College graduates are most segregated in metros along the Eastern seaboard, throughout the South, in the Midwest and Texas, and up and down the Pacific Coast from California up through Washington. Large metros tend to fall into the top two quintiles, while the bottom quintile is mostly made up of smaller metros, especially those in sparsely populated states such as Montana and North Dakota.
The tables below show the ten large metros (those with one million of more people) where highly educated people are most and least segregated from other groups.
|Large Metros Where College Grads Are Most Segregated|
|Rank||Metro||Index||Rank of All Metros|
|2||Houston-Sugar Land-Baytown, TX||0.419||7|
|3||Los Angeles-Long Beach-Santa Ana, CA||0.406||8|
|6||San Antonio-New Braunfels, TX||0.395||12|
|7||Louisville/Jefferson County, KY-IN||0.388||16|
|8||Dallas-Fort Worth-Arlington, TX||0.386||17|
|9||Charlotte-Gastonia-Rock Hill, NC-SC||0.384||20|
The metros where college grads are most segregated are mainly in the Sunbelt and old South, with Birmingham, Alabama, and Houston, Texas, topping the list. The rest of the top ten include Los Angeles, Columbus, Memphis, San Antonio, Louisville, Dallas, Charlotte, and Chicago.

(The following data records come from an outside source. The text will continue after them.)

use crate::catalog::Catalog;
use crate::config::{CatalogConfig, StoreBackend};
use crate::error::CatalogError;
use crate::search::{IndexSchema, MemoryIndex, RediSearchIndex, SearchCapability, SearchIndex};
use crate::seed::{SeedReport, Seeder};
use crate::store::{KvStore, MemoryStore, RedisStore};
use crate::verify::{verify_catalog, VerifyReport};
use std::sync::Arc;
use tokio::task::JoinHandle;
use tracing::{error, info, warn};

/// A started catalog together with the tasks backing it.
///
/// # Startup
///
/// [`CatalogService::start`] runs the whole startup sequence:
/// 1. Open the store. Failure aborts startup.
/// 2. Probe the search index once. Failure disables search.
/// 3. Create the index if search is enabled.
/// 4. Seed up to `seed_target` records.
/// 5. Verify the catalog.
///
/// Steps 3 to 5 only warn on failure; the service still starts with whatever data is there.
///
/// # Example
///
/// ```ignore
/// let service = CatalogService::start(&CatalogConfig::load()?).await?;
/// let page = service.catalog().list_products(1, 10, "", "").await?;
/// service.shutdown().await?;
/// ```
pub struct CatalogService {
    catalog: Catalog,
    seed_report: Option<SeedReport>,
    verify_report: Option<VerifyReport>,
    /// Actor tasks owned by the service (in-memory backend only).
    handles: Vec<JoinHandle<()>>,
}

impl CatalogService {
    pub async fn start(config: &CatalogConfig) -> Result<Self, CatalogError> {
        info!(backend = ?config.backend, seed_target = config.seed_target, "Starting catalog");

        match config.backend {
            StoreBackend::Redis => {
                let store = RedisStore::connect(&config.redis_url)
                    .await
                    .map_err(CatalogError::StoreUnavailable)?;
                let index: Arc<dyn SearchIndex> = Arc::new(RediSearchIndex::new(
                    store.connection(),
                    config.index_name.as_str(),
                    IndexSchema::products(),
                ));
                let index = config.search_enabled.then_some(index);
                Ok(Self::bootstrap(Arc::new(store), index, config, Vec::new()).await)
            }
            StoreBackend::Memory => {
                let (store, store_handle) = MemoryStore::spawn(config.channel_capacity);
                let mut handles = vec![store_handle];
                let index = if config.search_enabled {
                    let (index, index_handle) =
                        MemoryIndex::spawn(config.channel_capacity, IndexSchema::products());
                    handles.push(index_handle);
                    Some(Arc::new(index) as Arc<dyn SearchIndex>)
                } else {
                    None
                };
                Ok(Self::bootstrap(Arc::new(store), index, config, handles).await)
            }
        }
    }

    /// Runs steps 2 to 5 of the startup sequence on an already opened store.
    ///
    /// `handles` are awaited on shutdown; they must finish once the store is closed and
    /// the catalog dropped.
    pub async fn bootstrap(
        store: Arc<dyn KvStore>,
        index: Option<Arc<dyn SearchIndex>>,
        config: &CatalogConfig,
        handles: Vec<JoinHandle<()>>,
    ) -> Self {
        let search = match index {
            Some(index) => SearchCapability::detect(index).await,
            None => {
                info!("Search disabled by configuration");
                SearchCapability::Disabled
            }
        };

        let catalog = Catalog::new(store, search).with_scan_batch_size(config.scan_batch_size);

        if let Err(e) = catalog.ensure_index().await {
            warn!(error = %e, "Failed to create search index, continuing anyway");
        }

        let seed_report = match Seeder::new(&catalog, config.seed_target).run().await {
            Ok(report) => Some(report),
            Err(e) => {
                warn!(error = %e, "Failed to seed data");
                None
            }
        };

        let verify_report = match verify_catalog(&catalog, config.seed_target).await {
            Ok(report) => Some(report),
            Err(e) => {
                warn!(error = %e, "Product data verification failed");
                None
            }
        };

        Self {
            catalog,
            seed_report,
            verify_report,
            handles,
        }
    }

    pub fn catalog(&self) -> &Catalog {
        &self.catalog
    }

    /// `None` when seeding failed.
    pub fn seed_report(&self) -> Option<&SeedReport> {
        self.seed_report.as_ref()
    }

    /// `None` when verification failed.
    pub fn verify_report(&self) -> Option<&VerifyReport> {
        self.verify_report.as_ref()
    }

    /// Closes the store, drops the catalog and waits for the actor tasks.
    pub async fn shutdown(self) -> Result<(), CatalogError> {
        info!("Shutting down catalog...");

        let closed = self.catalog.close().await;
        drop(self.catalog);

        for handle in self.handles {
            if let Err(e) = handle.await {
                error!("Actor task failed: {:?}", e);
                return Err(CatalogError::ActorFailed(e.to_string()));
            }
        }

        closed?;
        info!("Catalog shutdown complete.");
        Ok(())
    }
}

#[cfg(test)]
mod tests {
    use super::*;

    fn memory_config(seed_target: usize, search_enabled: bool) -> CatalogConfig {
        CatalogConfig {
            backend: StoreBackend::Memory,
            search_enabled,
            seed_target,
            channel_capacity: 32,
            ..CatalogConfig::default()
        }
    }

    #[tokio::test]
    async fn test_memory_service_starts_seeds_and_shuts_down() {
        let service = CatalogService::start(&memory_config(7, true)).await.unwrap();
        assert!(service.catalog().search_capability().is_enabled());
        assert_eq!(service.seed_report().map(|r| r.total), Some(7));
        assert_eq!(service.verify_report().map(|r| r.total), Some(7));

        let page = service.catalog().list_products(1, 10, "", "").await.unwrap();
        assert_eq!(page.total, 7);

        service.shutdown().await.unwrap();
    }

    #[tokio::test]
    async fn test_search_can_be_disabled_by_config() {
        let service = CatalogService::start(&memory_config(5, false)).await.unwrap();
        assert!(!service.catalog().search_capability().is_enabled());
        service.shutdown().await.unwrap();
    }

    #[tokio::test]
    async fn test_unreachable_redis_fails_startup() {
        let config = CatalogConfig {
            redis_url: "redis://127.0.0.1:1/".to_string(),
            ..CatalogConfig::default()
        };
        let result = CatalogService::start(&config).await;
        assert!(matches!(result, Err(CatalogError::StoreUnavailable(_))));
    }

    #[tokio::test]
    async fn test_panicked_actor_is_reported_on_shutdown() {
        let config = memory_config(5, false);
        let (store, store_handle) = MemoryStore::spawn(config.channel_capacity);
        let crashed = tokio::spawn(async { panic!("mailbox poisoned") });

        let service =
            CatalogService::bootstrap(Arc::new(store), None, &config, vec![store_handle, crashed])
                .await;
        assert_eq!(service.seed_report().map(|r| r.total), Some(5));

        let result = service.shutdown().await;
        assert!(matches!(result, Err(CatalogError::ActorFailed(_))));
    }
}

Leading knowledge-based metros rank further down the list of large metros. Washington, D.C. is 17th (45th overall), San Francisco 18th (49th overall), New York 19th (51st overall), San Jose 23rd (55th overall), Seattle 28th (64th overall), and Boston 33rd (86th overall).
When we look at the pattern across all 350-plus U.S. metros, a number of small and medium-sized metros, especially college towns, rise to the very top. State College, Pennsylvania (home of Penn State) has the highest level of human capital segregation of any metro in the country. Salinas, California, is second; Trenton-Ewing, New Jersey (which includes Princeton University) is third; Bloomington, Indiana (home of Indiana University Bloomington) is fourth; and Bryan-College Station, Texas (Texas A&M) is fifth. Birmingham, Alabama, falls to sixth; Houston is seventh; L.A. is eighth; and Columbus, Ohio (Ohio State University) drops to ninth. Blacksburg, Virginia (Virginia Tech) is now tenth overall.
The well-educated are also highly segregated in college towns like Durham-Chapel Hill (University of North Carolina and Duke); Tucson (University of Arizona); Tallahassee (Florida State); Gainesville (University of Florida); Morgantown (West Virginia University); Athens (University of Georgia) and Auburn, Alabama (Auburn University). In most of these places, the economy is sharply divided between professors, doctors, researchers and administrators, and the workers who provide the colleges with basic services.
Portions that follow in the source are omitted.